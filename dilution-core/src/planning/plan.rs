use super::{
    medium::MixtureMedium,
    metrics::PlanMetrics,
    propagation::DilutionVolumes,
};
use dilution_schemas::{
    dose_table::{DoseTable, STOCK_COLUMN},
    level_matrix::{DilutionFactorMatrix, UsageCountMatrix, VolumeMatrix},
    records::DilutionRecord,
    settings::PlanSettings,
};

/// Every matrix derived for one experiment. Built once by `PlanBuilder`, read-only after.
#[derive(Debug, Clone, PartialEq)]
pub struct DilutionPlan {
    pub replicates: u32,
    pub assay_volume: f64,
    pub settings: PlanSettings,
    pub metrics: PlanMetrics,
    /// Dose table with rows in the mixing matrix's drug order.
    pub doses: DoseTable,
    pub usage: UsageCountMatrix,
    pub requirements: VolumeMatrix,
    pub factors: DilutionFactorMatrix,
    pub volumes: DilutionVolumes,
    pub mixture_medium: MixtureMedium,
}

impl DilutionPlan {
    pub fn drugs(&self) -> &[String] {
        &self.doses.drugs
    }

    /// Column label of a 1-based coded level, as written in the dose table.
    pub fn level_label(&self, level: u32) -> &str {
        self.doses
            .level_labels
            .get((level as usize).saturating_sub(1))
            .map_or("?", String::as_str)
    }

    /// The plan in long format: per drug, the stock row followed by levels from the most
    /// to the least concentrated, which is the order they are prepared at the bench.
    pub fn records(&self) -> Vec<DilutionRecord> {
        let mut records = Vec::new();
        for (drug_index, propagation) in self.volumes.drugs.iter().enumerate() {
            records.push(DilutionRecord {
                drug: propagation.drug.clone(),
                dose: STOCK_COLUMN.to_string(),
                concentration: Some(self.doses.stocks[drug_index]),
                dilution_factor: None,
                required_volume: None,
                carried_volume: Some(propagation.stock_draw),
                total_volume: Some(propagation.stock_draw),
                stock_volume: None,
                medium_volume: None,
            });
            for step in propagation.steps.iter().rev() {
                records.push(DilutionRecord {
                    drug: propagation.drug.clone(),
                    dose: self.level_label(step.level).to_string(),
                    concentration: self.doses.concentration(drug_index, step.level),
                    dilution_factor: step.dilution_factor,
                    required_volume: step.prepared.then_some(step.required_volume),
                    carried_volume: Some(step.carried_volume),
                    total_volume: Some(step.total_volume),
                    stock_volume: Some(step.stock_volume),
                    medium_volume: Some(step.medium_volume),
                });
            }
        }
        records
    }
}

------------------------------------------------------------

What you need to do: The job here is to find each line above with the word "DoseTable" and copy it.

Result of this exercise:
    dose_table::{DoseTable, STOCK_COLUMN},
    pub doses: DoseTable,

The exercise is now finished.